Among the lines below, list those containing the string "NodeId".

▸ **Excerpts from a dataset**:
* * * * *

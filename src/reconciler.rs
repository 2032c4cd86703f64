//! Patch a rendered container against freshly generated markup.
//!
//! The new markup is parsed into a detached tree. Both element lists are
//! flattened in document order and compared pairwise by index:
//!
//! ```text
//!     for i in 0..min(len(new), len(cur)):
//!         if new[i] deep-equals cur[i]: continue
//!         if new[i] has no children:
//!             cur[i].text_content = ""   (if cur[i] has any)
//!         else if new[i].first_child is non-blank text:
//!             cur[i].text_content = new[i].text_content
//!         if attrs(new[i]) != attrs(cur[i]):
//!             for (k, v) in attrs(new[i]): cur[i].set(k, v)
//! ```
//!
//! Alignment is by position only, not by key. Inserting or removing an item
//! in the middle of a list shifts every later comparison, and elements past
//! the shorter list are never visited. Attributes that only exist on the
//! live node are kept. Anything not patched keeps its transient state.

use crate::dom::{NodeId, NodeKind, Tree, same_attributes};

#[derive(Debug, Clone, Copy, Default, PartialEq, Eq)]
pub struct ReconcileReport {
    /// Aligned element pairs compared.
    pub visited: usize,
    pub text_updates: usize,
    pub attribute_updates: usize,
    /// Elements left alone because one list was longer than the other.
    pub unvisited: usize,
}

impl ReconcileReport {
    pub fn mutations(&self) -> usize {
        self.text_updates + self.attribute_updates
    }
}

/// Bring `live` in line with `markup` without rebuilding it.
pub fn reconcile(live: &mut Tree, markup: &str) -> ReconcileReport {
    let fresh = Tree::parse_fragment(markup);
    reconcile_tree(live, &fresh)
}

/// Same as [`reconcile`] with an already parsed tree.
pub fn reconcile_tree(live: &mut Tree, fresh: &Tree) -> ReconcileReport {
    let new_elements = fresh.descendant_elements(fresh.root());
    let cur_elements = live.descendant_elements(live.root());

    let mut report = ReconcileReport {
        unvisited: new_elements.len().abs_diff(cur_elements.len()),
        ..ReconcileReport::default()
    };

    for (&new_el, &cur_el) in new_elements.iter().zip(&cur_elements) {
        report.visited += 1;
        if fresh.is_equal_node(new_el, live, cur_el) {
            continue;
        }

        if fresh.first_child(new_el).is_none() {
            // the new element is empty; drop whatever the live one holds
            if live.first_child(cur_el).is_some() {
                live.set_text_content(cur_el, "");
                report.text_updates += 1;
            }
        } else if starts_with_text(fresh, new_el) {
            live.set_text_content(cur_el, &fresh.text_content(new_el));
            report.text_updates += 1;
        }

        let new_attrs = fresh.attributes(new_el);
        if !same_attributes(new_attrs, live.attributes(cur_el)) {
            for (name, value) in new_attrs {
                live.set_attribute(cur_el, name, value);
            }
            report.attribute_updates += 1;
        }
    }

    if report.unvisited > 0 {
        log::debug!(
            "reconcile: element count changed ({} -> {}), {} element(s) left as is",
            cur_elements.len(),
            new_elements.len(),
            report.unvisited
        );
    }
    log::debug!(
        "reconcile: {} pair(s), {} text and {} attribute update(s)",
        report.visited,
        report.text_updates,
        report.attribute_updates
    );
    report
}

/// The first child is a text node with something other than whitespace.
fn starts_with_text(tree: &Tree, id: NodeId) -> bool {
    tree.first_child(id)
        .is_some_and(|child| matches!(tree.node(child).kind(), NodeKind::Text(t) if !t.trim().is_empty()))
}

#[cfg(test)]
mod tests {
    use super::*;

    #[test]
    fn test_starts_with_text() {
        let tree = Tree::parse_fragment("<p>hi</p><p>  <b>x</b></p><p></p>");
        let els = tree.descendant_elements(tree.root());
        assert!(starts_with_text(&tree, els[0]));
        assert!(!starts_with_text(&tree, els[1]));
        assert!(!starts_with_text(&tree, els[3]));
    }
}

* * * * *

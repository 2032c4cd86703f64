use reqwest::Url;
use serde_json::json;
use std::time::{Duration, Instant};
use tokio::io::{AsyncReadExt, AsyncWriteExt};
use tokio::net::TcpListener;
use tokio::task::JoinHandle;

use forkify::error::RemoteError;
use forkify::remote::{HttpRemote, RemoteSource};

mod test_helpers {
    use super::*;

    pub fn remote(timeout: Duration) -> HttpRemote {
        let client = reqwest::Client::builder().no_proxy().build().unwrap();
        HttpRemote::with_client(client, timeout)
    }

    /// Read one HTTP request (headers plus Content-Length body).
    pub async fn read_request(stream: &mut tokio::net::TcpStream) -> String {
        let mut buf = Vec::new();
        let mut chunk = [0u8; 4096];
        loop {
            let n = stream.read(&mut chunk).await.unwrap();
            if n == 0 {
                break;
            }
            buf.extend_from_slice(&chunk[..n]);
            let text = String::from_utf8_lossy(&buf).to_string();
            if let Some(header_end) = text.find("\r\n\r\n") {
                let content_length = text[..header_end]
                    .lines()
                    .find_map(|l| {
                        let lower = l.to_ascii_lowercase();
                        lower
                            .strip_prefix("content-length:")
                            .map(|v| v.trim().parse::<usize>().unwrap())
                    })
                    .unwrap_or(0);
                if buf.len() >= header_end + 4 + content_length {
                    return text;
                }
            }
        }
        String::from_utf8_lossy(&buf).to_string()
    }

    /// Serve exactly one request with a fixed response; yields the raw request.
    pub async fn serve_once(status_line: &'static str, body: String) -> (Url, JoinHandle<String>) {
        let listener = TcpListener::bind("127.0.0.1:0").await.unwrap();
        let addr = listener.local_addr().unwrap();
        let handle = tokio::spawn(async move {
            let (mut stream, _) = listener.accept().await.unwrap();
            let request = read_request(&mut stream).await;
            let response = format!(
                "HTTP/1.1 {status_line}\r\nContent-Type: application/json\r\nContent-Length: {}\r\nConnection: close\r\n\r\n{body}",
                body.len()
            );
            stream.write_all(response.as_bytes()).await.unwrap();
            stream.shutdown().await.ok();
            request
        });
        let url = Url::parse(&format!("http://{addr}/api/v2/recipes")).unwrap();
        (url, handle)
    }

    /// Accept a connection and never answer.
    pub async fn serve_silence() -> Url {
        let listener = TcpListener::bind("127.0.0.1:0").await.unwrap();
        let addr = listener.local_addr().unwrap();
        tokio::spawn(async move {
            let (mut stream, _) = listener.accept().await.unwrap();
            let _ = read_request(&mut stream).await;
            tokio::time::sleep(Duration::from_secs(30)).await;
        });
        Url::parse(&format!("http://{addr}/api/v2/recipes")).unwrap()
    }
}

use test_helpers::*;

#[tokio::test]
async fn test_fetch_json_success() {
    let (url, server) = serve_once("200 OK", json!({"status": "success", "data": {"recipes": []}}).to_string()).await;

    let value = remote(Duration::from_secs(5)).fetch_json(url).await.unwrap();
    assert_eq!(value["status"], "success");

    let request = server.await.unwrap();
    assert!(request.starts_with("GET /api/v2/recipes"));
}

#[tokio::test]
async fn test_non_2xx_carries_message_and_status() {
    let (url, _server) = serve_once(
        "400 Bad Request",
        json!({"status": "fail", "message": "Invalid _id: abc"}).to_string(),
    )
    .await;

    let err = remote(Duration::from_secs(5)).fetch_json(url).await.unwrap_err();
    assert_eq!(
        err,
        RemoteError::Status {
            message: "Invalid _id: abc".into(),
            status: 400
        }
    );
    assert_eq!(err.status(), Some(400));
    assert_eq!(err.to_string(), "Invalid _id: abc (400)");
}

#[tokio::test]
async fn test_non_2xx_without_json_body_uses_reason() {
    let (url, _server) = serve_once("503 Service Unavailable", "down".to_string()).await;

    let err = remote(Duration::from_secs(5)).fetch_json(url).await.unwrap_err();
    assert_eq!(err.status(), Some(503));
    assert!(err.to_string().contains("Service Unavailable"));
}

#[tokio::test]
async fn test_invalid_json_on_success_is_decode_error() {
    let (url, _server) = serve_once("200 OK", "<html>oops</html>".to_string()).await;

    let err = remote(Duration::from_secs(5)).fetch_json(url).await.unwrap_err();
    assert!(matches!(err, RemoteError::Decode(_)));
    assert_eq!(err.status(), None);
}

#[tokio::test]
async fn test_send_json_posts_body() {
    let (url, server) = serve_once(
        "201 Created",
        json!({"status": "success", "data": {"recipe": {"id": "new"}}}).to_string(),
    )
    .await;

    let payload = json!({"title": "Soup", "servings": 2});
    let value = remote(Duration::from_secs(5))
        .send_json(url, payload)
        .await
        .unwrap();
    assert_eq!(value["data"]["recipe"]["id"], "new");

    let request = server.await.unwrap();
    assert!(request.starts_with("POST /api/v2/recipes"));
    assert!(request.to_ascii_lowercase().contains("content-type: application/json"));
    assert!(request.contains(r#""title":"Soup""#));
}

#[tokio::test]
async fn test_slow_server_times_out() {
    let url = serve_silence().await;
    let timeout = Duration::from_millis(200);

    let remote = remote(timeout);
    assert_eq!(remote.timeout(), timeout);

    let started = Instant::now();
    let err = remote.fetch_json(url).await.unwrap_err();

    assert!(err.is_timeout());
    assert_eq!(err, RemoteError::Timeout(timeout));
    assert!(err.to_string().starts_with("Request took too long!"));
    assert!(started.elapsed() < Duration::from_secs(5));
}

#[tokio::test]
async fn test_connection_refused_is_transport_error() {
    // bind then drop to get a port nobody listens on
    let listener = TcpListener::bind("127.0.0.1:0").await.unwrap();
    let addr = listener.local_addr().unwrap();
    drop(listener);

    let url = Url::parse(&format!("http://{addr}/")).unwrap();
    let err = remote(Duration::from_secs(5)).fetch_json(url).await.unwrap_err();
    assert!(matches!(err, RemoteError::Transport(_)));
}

* * * * *

▸ **WRITTEN RESPONSE**:
use crate::dom::{NodeId, NodeKind, Tree, same_attributes};
fn starts_with_text(tree: &Tree, id: NodeId) -> bool {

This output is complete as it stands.